### [DIRECTIONS FOR THIS TASK]
From the line containing "fn classify(&self, features: &FeatureVector)" to the last line of the records, please reproduce every line exactly and nothing more.

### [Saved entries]
//! Inference Engine - ONNX Runtime Integration
//!
//! Loads an exported URL classifier and runs it on single feature vectors.
//!
//! Expected graph (sklearn-onnx export with `zipmap=False`):
//! - input: float tensor `[1, FEATURE_COUNT]`
//! - output 0: int64 tensor of class indices
//! - output 1: float tensor `[1, n_classes]` of probabilities

use std::fs;
use std::path::Path;

use chrono::{DateTime, Utc};
use ndarray::Array2;
use ort::session::{Session, builder::GraphOptimizationLevel};
use ort::value::Value;
use parking_lot::Mutex;
use serde::{Deserialize, Serialize};
use sha2::{Digest, Sha256};

use crate::logic::features::{FeatureVector, LayoutInfo, FEATURE_COUNT};
use super::classifier::{Classifier, ClassifierError, ModelStatus};
use super::labels::LabelEncoder;

// ============================================================================
// DATA STRUCTURES
// ============================================================================

/// Model metadata
#[derive(Debug, Clone, Serialize, Deserialize)]
pub struct ModelMetadata {
    pub model_path: String,
    pub sha256: String,
    pub size_bytes: usize,
    pub label_output: String,
    pub probability_output: String,
    pub loaded_at: DateTime<Utc>,
}

/// ONNX-backed classifier
///
/// `Session::run` needs `&mut`, so the session sits behind a mutex. Nothing
/// else about the model changes after `load`.
pub struct OnnxClassifier {
    session: Mutex<Session>,
    labels: LabelEncoder,
    metadata: ModelMetadata,
}

impl std::fmt::Debug for OnnxClassifier {
    fn fmt(&self, f: &mut std::fmt::Formatter<'_>) -> std::fmt::Result {
        f.debug_struct("OnnxClassifier")
            .field("labels", &self.labels)
            .field("metadata", &self.metadata)
            .finish_non_exhaustive()
    }
}

// ============================================================================
// LOADING
// ============================================================================

/// Hex SHA-256 of a model artifact
pub fn sha256_hex(bytes: &[u8]) -> String {
    hex::encode(Sha256::digest(bytes))
}

impl OnnxClassifier {
    /// Load the model at `model_path`.
    ///
    /// With `expected_sha256` set, an artifact with any other digest is refused
    /// before it reaches the runtime.
    pub fn load(
        model_path: &Path,
        labels: LabelEncoder,
        expected_sha256: Option<&str>,
    ) -> Result<Self, ClassifierError> {
        log::info!("Loading ONNX model from: {}", model_path.display());

        if !model_path.exists() {
            return Err(ClassifierError::ModelNotFound(model_path.to_path_buf()));
        }

        let model_bytes = fs::read(model_path)
            .map_err(|e| ClassifierError::Load(format!("{}: {}", model_path.display(), e)))?;

        let sha256 = sha256_hex(&model_bytes);
        if let Some(expected) = expected_sha256 {
            if !expected.trim().eq_ignore_ascii_case(&sha256) {
                return Err(ClassifierError::ChecksumMismatch {
                    expected: expected.trim().to_lowercase(),
                    actual: sha256,
                });
            }
            log::info!("Model checksum verified ({})", sha256);
        }

        let session = Session::builder()
            .map_err(|e| ClassifierError::Load(format!("Failed to create session builder: {}", e)))?
            .with_optimization_level(GraphOptimizationLevel::Level3)
            .map_err(|e| ClassifierError::Load(format!("Failed to set optimization: {}", e)))?
            .commit_from_memory(&model_bytes)
            .map_err(|e| ClassifierError::Load(format!("Failed to load model: {}", e)))?;

        let output_names: Vec<String> = session.outputs.iter().map(|o| o.name.clone()).collect();
        let (label_output, probability_output) = resolve_outputs(&output_names)?;

        log::info!(
            "ONNX model loaded: {} bytes, outputs label='{}' probabilities='{}', {} classes",
            model_bytes.len(),
            label_output,
            probability_output,
            labels.len()
        );

        let metadata = ModelMetadata {
            model_path: model_path.display().to_string(),
            sha256,
            size_bytes: model_bytes.len(),
            label_output,
            probability_output,
            loaded_at: Utc::now(),
        };

        Ok(Self {
            session: Mutex::new(session),
            labels,
            metadata,
        })
    }

    fn run(&self, features: &FeatureVector) -> Result<(usize, Vec<f64>), ClassifierError> {
        features.validate()?;

        let input_array = Array2::<f32>::from_shape_vec((1, FEATURE_COUNT), features.as_slice().to_vec())
            .map_err(|e| ClassifierError::Inference(format!("Array error: {}", e)))?;

        let input_tensor = Value::from_array(input_array)
            .map_err(|e| ClassifierError::Inference(format!("Tensor error: {}", e)))?;

        let mut session = self.session.lock();
        let outputs = session.run(ort::inputs![input_tensor])
            .map_err(|e| ClassifierError::Inference(e.to_string()))?;

        let label_value = outputs.get(&self.metadata.label_output)
            .ok_or_else(|| ClassifierError::OutputShape(format!("missing output '{}'", self.metadata.label_output)))?;
        let label_tensor = label_value.try_extract_tensor::<i64>()
            .map_err(|e| ClassifierError::OutputShape(format!("label output: {}", e)))?;
        let raw_index = label_tensor.1.first().copied()
            .ok_or_else(|| ClassifierError::OutputShape("empty label output".to_string()))?;

        let probability_value = outputs.get(&self.metadata.probability_output)
            .ok_or_else(|| ClassifierError::OutputShape(format!("missing output '{}'", self.metadata.probability_output)))?;
        let probability_tensor = probability_value.try_extract_tensor::<f32>()
            .map_err(|e| ClassifierError::OutputShape(format!("probability output: {}", e)))?;
        let probabilities: Vec<f64> = probability_tensor.1.iter().map(|&p| f64::from(p)).collect();

        if probabilities.len() != self.labels.len() {
            return Err(ClassifierError::OutputShape(format!(
                "{} probabilities for {} labels",
                probabilities.len(),
                self.labels.len()
            )));
        }

        let index = usize::try_from(raw_index)
            .map_err(|_| ClassifierError::OutputShape(format!("negative class index {}", raw_index)))?;

        Ok((index, probabilities))
    }
}

/// Pick label/probability outputs by name, falling back to position 0/1
fn resolve_outputs(names: &[String]) -> Result<(String, String), ClassifierError> {
    if names.len() < 2 {
        return Err(ClassifierError::Load(format!(
            "expected label and probability outputs, model has {:?}",
            names
        )));
    }

    let by_name = |needle: &str| names.iter().find(|n| n.to_lowercase().contains(needle)).cloned();

    let label = by_name("label").unwrap_or_else(|| names[0].clone());
    let probability = by_name("prob")
        .filter(|p| *p != label)
        .or_else(|| names.iter().find(|n| **n != label).cloned())
        .ok_or_else(|| ClassifierError::Load(format!("no probability output in {:?}", names)))?;

    Ok((label, probability))
}

// ============================================================================
// CLASSIFIER IMPL
// ============================================================================

impl Classifier for OnnxClassifier {
    fn method(&self) -> &'static str {
        "onnx"
    }

    fn labels(&self) -> &LabelEncoder {
        &self.labels
    }

    fn predict(&self, features: &FeatureVector) -> Result<usize, ClassifierError> {
        self.run(features).map(|(index, _)| index)
    }

    fn predict_probabilities(&self, features: &FeatureVector) -> Result<Vec<f64>, ClassifierError> {
        self.run(features).map(|(_, probabilities)| probabilities)
    }

    fn classify(&self, features: &FeatureVector) -> Result<(usize, Vec<f64>), ClassifierError> {
        let start_time = std::time::Instant::now();
        let result = self.run(features);
        log::debug!("ONNX inference took {}us", start_time.elapsed().as_micros());
        result
    }

    fn status(&self) -> ModelStatus {
        ModelStatus {
            engine: self.method().to_string(),
            loaded: true,
            model_path: Some(self.metadata.model_path.clone()),
            model_sha256: Some(self.metadata.sha256.clone()),
            loaded_at: Some(self.metadata.loaded_at),
            labels: self.labels.classes().to_vec(),
            layout: LayoutInfo::current(),
        }
    }
}

// ============================================================================
// TESTS
// ============================================================================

### [PROBLEM SOLUTION]
    fn classify(&self, features: &FeatureVector) -> Result<(usize, Vec<f64>), ClassifierError> {
        let start_time = std::time::Instant::now();
        let result = self.run(features);
        log::debug!("ONNX inference took {}us", start_time.elapsed().as_micros());
        result
    }

    fn status(&self) -> ModelStatus {
        ModelStatus {
            engine: self.method().to_string(),
            loaded: true,
            model_path: Some(self.metadata.model_path.clone()),
            model_sha256: Some(self.metadata.sha256.clone()),
            loaded_at: Some(self.metadata.loaded_at),
            labels: self.labels.classes().to_vec(),
            layout: LayoutInfo::current(),
        }
    }
}

// ============================================================================
// TESTS
// ============================================================================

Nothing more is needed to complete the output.